Le moment le plus surréaliste pour moi dans le COA a été de regarder la couverture télévisée locale sur les écrans du COA. À un moment donné, sur l’Ellipse près du Washington Monument, plusieurs hélicoptères se sont posés, et un petit nombre de soldats ont débarqué. Il n’y avait apparemment rien à faire là-bas, comme l’ont finalement compris leurs commandants. Pour moi et pour tout le monde, les hélicoptères qui dégorgent des troupes avaient été un élément constant des journaux télévisés du soir au cours des années précédentes. Mais toutes ces scènes avaient eu lieu au Vietnam, pas dans la capitale du pays. Voir la même chose se dérouler avec le Washington Monument en toile de fond était non seulement bizarre, mais semblait également inutile sur le plan militaire. Cette fois-ci, lorsque les soldats sont arrivés sur le terrain, et qu’il n’y avait rien à faire pour eux, ils sont partis en bon ordre et ont été vus pour la dernière fois remontant l’avenue de la Constitution en direction du Capitole. Ils se sont peut-être retrouvés dans la cour du ministère de la Justice, où d’autres troupes étaient tenues à l’abri des regards, mais en réserve.
Tout ce spectacle m’a fait penser à la bande dessinée populaire de Walt Kelley de l’époque, dans laquelle son personnage de marécage, Pogo, disait : « Nous avons rencontré l’ennemi, et c’est nous ». Conçu à l’origine comme un commentaire sur la prise de conscience environnementale après les premiers rassemblements de la Journée de la Terre l’année précédente, il semblait également correspondre aux conflits en Amérique un an plus tard.
À la fin de la journée, 12 000 soldats fédéraux avaient été stationnés dans la cour intérieure du Pentagone et dans d’autres points stratégiques du district. Il s’agissait de sites à partir desquels ils pouvaient être facilement déployés vers des points chauds si nécessaire.
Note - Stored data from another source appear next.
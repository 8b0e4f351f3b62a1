//! Integration tests for the Coffer server.
//!
//! These tests run the real `coffer-server` binary, either in test mode or
//! against a shell script standing in for the Proton Pass CLI.

// Allow unwrap() in tests - panics are acceptable for test assertions
#![allow(clippy::disallowed_methods)]

use std::path::{Path, PathBuf};
use std::process::{Child, Command, ExitStatus, Stdio};
use std::time::Duration;

use anyhow::{bail, Context, Result};
use reqwest::{Client, StatusCode, Url};
use serde::Deserialize;
use tempfile::TempDir;

// ============================================================================
// API Types
// ============================================================================

#[derive(Debug, Deserialize)]
pub struct SecretResponse {
    pub value: String,
}

#[derive(Debug, Deserialize)]
pub struct ErrorResponse {
    pub error: String,
}

/// Status, content type and body of a response.
#[derive(Debug)]
pub struct RawResponse {
    pub status: StatusCode,
    pub content_type: Option<String>,
    pub body: String,
}

// ============================================================================
// Test Server
// ============================================================================

/// How the spawned server should talk to the credential store.
pub enum Backend<'a> {
    /// `--test-mode`: fixtures only.
    TestMode,
    /// A fake `pass-cli` at `program`, logging in as `identity`.
    Script {
        program: &'a Path,
        identity: Option<&'a str>,
        lookup_timeout_secs: u64,
        not_found_exit_code: Option<i32>,
    },
}

fn server_command(port: u16, bundle: &Path, backend: &Backend<'_>) -> Result<Command> {
    let server_binary = find_server_binary()?;

    let mut cmd = Command::new(&server_binary);
    cmd.env_remove("COFFER_TEST_MODE")
        .env_remove("COFFER_IDENTITY")
        .arg("--host")
        .arg("127.0.0.1")
        .arg("--port")
        .arg(port.to_string())
        .arg("--bundle")
        .arg(bundle)
        .stdout(Stdio::null())
        .stderr(Stdio::null());

    match backend {
        Backend::TestMode => {
            cmd.arg("--test-mode");
        },
        Backend::Script {
            program,
            identity,
            lookup_timeout_secs,
            not_found_exit_code,
        } => {
            cmd.env_remove("COFFER_PASS_CLI_NOT_FOUND_CODE")
                .arg("--pass-cli")
                .arg(program)
                .arg("--lookup-timeout-secs")
                .arg(lookup_timeout_secs.to_string());
            if let Some(identity) = identity {
                cmd.arg("--identity").arg(identity);
            }
            if let Some(code) = not_found_exit_code {
                cmd.arg("--pass-cli-not-found-code").arg(code.to_string());
            }
        },
    }

    Ok(cmd)
}

/// A test server instance that manages its own bundle directory and process.
pub struct TestServer {
    process: Child,
    pub base_url: String,
    pub port: u16,
    pub bundle_path: PathBuf,
    _data_dir: TempDir,
}

impl TestServer {
    /// Start a test-mode server on the specified port.
    pub async fn start(port: u16) -> Result<Self> {
        Self::start_with(port, Backend::TestMode).await
    }

    /// Start a server with the given backend on the specified port.
    pub async fn start_with(port: u16, backend: Backend<'_>) -> Result<Self> {
        let data_dir = TempDir::new().context("Failed to create temp dir")?;
        let bundle_path = data_dir.path().join("config.js");

        let process = server_command(port, &bundle_path, &backend)?
            .spawn()
            .context("Failed to start server")?;

        let server = Self {
            process,
            base_url: format!("http://127.0.0.1:{}", port),
            port,
            bundle_path,
            _data_dir: data_dir,
        };

        // Wait for server to be ready
        server.wait_for_ready().await?;

        Ok(server)
    }

    /// Wait for the server to answer any HTTP request.
    async fn wait_for_ready(&self) -> Result<()> {
        let client = Client::new();
        let url = format!("{}/ready-check", self.base_url);

        for _ in 0..50 {
            match client.get(&url).send().await {
                Ok(_) => return Ok(()),
                Err(_) => tokio::time::sleep(Duration::from_millis(100)).await,
            }
        }

        bail!("Server failed to start within 5 seconds")
    }

    /// Get a configured HTTP client for this server.
    pub fn client(&self) -> CofferClient {
        CofferClient::new(&self.base_url)
    }

    /// Write the configuration bundle the server will serve.
    pub fn write_bundle(&self, contents: &[u8]) -> Result<()> {
        std::fs::write(&self.bundle_path, contents).context("Failed to write bundle")
    }
}

impl Drop for TestServer {
    fn drop(&mut self) {
        let _ = self.process.kill();
        let _ = self.process.wait();
    }
}

/// Start a server expected to abort during startup and return its exit status.
pub async fn start_expecting_exit(port: u16, backend: Backend<'_>) -> Result<ExitStatus> {
    let data_dir = TempDir::new().context("Failed to create temp dir")?;
    let mut process = server_command(port, &data_dir.path().join("config.js"), &backend)?
        .spawn()
        .context("Failed to start server")?;

    for _ in 0..50 {
        if let Some(status) = process.try_wait()? {
            return Ok(status);
        }
        tokio::time::sleep(Duration::from_millis(100)).await;
    }

    let _ = process.kill();
    let _ = process.wait();
    bail!("Server did not exit within 5 seconds")
}

/// Find the server binary in the target directory.
fn find_server_binary() -> Result<PathBuf> {
    let manifest_dir = std::env::var("CARGO_MANIFEST_DIR").unwrap_or_else(|_| ".".to_string());

    // Try debug build first, then release
    let candidates = [
        Path::new(&manifest_dir).join("../../target/debug/coffer-server"),
        Path::new(&manifest_dir).join("../../target/debug/coffer-server.exe"),
        Path::new(&manifest_dir).join("../../target/release/coffer-server"),
        Path::new(&manifest_dir).join("../../target/release/coffer-server.exe"),
    ];

    for candidate in &candidates {
        if candidate.exists() {
            return Ok(candidate.canonicalize()?);
        }
    }

    bail!(
        "Could not find coffer-server binary. Run 'cargo build -p coffer-server' first. Searched in: {:?}",
        candidates
    )
}

/// Write an executable shell script named `pass-cli` into `dir`.
#[cfg(unix)]
pub fn write_fake_pass_cli(dir: &Path, body: &str) -> Result<PathBuf> {
    use std::os::unix::fs::PermissionsExt;

    let path = dir.join("pass-cli");
    std::fs::write(&path, format!("#!/bin/sh\n{}\n", body))?;
    std::fs::set_permissions(&path, std::fs::Permissions::from_mode(0o755))?;
    Ok(path)
}

/// Fake tool: accepts one identity and knows a handful of items.
pub const FAKE_PASS_CLI: &str = r#"
case "$1" in
  login)
    [ "$2" = "ops@example.com" ] || { echo "invalid credentials" >&2; exit 1; }
    ;;
  item)
    case "$3" in
      db) echo '{"content":{"password":"p4ss","text":"ignored"}}' ;;
      note) echo '{"content":{"text":"remember me"}}' ;;
      bare) echo '{"content":{}}' ;;
      garbled) echo 'not json at all' ;;
      slow) sleep 5; echo '{"content":{"password":"late"}}' ;;
      *) echo "item $3 not found" >&2; exit 2 ;;
    esac
    ;;
  *) exit 64 ;;
esac
"#;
À l’exception de la sécurisation du Monument de Washington, déjà bien protégé, les lignes de front n’ont pas été occupées par l’armée régulière ou les Marines, mais par 5 100 policiers du district et 1 500 gardes nationaux. Le New York Times avait estimé la foule des manifestants entre 12 000 et 15 000 personnes. Environ 7 000 d’entre eux ont été arrêtés le 3 mai et quelque 5 000 autres dans les jours qui ont précédé et suivi.
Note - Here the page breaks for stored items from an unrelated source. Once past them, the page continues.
//! Credential gateway error types.

use std::time::Duration;

use thiserror::Error;

/// Errors raised by a [`CredentialBackend`](crate::CredentialBackend).
///
/// Messages are short summaries. They never carry the tool's raw output,
/// so they are safe to hand back to HTTP callers.
#[derive(Debug, Error)]
pub enum BackendError {
    /// The external tool could not be launched.
    #[error("failed to launch {program}: {reason}")]
    Spawn {
        /// Program that was invoked.
        program: String,
        /// Underlying I/O error.
        reason: String,
    },

    /// The external tool exited unsuccessfully.
    #[error("{program} exited with status {}", .code.map_or_else(|| "unknown".to_string(), |c| c.to_string()))]
    ExitStatus {
        /// Program that was invoked.
        program: String,
        /// Exit code, if the process was not killed by a signal.
        code: Option<i32>,
    },

    /// The external tool produced output that could not be parsed.
    #[error("malformed output from {program}")]
    MalformedOutput {
        /// Program that was invoked.
        program: String,
    },

    /// The external tool did not finish in time.
    #[error("{program} timed out after {}s", .timeout.as_secs())]
    Timeout {
        /// Program that was invoked.
        program: String,
        /// The timeout that elapsed.
        timeout: Duration,
    },
}

/// Errors returned by [`CredentialGateway::get_secret`](crate::CredentialGateway::get_secret).
#[derive(Debug, Error)]
pub enum GatewayError {
    /// The record is absent or exposes neither a password nor a text field.
    #[error("Secret '{0}' not found in Proton Pass")]
    SecretNotFound(String),

    /// The credential tool itself failed.
    #[error("Failed to read secret '{name}' from Proton Pass: {reason}")]
    ExternalTool {
        /// Secret that was requested.
        name: String,
        /// Summarized failure.
        reason: String,
    },
}

impl GatewayError {
    pub(crate) fn external(name: &str, err: &BackendError) -> Self {
        GatewayError::ExternalTool {
            name: name.to_string(),
            reason: err.to_string(),
        }
    }
}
Lorsque le 3 mai 1971 s’est finalement terminé pour moi, et que je suis rentré chez moi dans mon appartement du quartier de Capital Hill, j’ai quitté l’AOC et j’ai monté les escaliers jusqu’au rez-de-chaussée. Pour rejoindre ma voiture garée de l’autre côté du Pentagone, j’ai pris mon raccourci habituel à travers la cour intérieure du bâtiment. En traversant la grande cour, j’ai vu pour la première fois que des troupes de l’armée étaient également gardées en réserve ici. Lorsque je suis arrivé de l’autre côté de la cour, j’ai remarqué que j’avais quelques larmes dans les yeux. J’ai trouvé ça bizarre. Bien que je sois fatiguée, je n’étais pas du tout bouleversée émotionnellement. Je n’y ai plus pensé jusqu’au lendemain. C’est alors que j’ai appris que l’un des soldats présents dans la cour du Pentagone avait déclenché par inadvertance une grenade lacrymogène. Je venais juste de sentir l’odeur du gaz à la fin de sa présence dans la cour. Encore une fois, les mots de Pogo me viennent à l’esprit.
Les anciens combattants qui ont servi dans l’armée pendant les années de la guerre du Vietnam ont souvent été victimes d’un manque de respect lorsqu’ils sont retournés à la vie civile. Je ne me souviens pas d’avoir été victime de ce genre d’agitation, mais je sais que beaucoup d’autres l’ont été.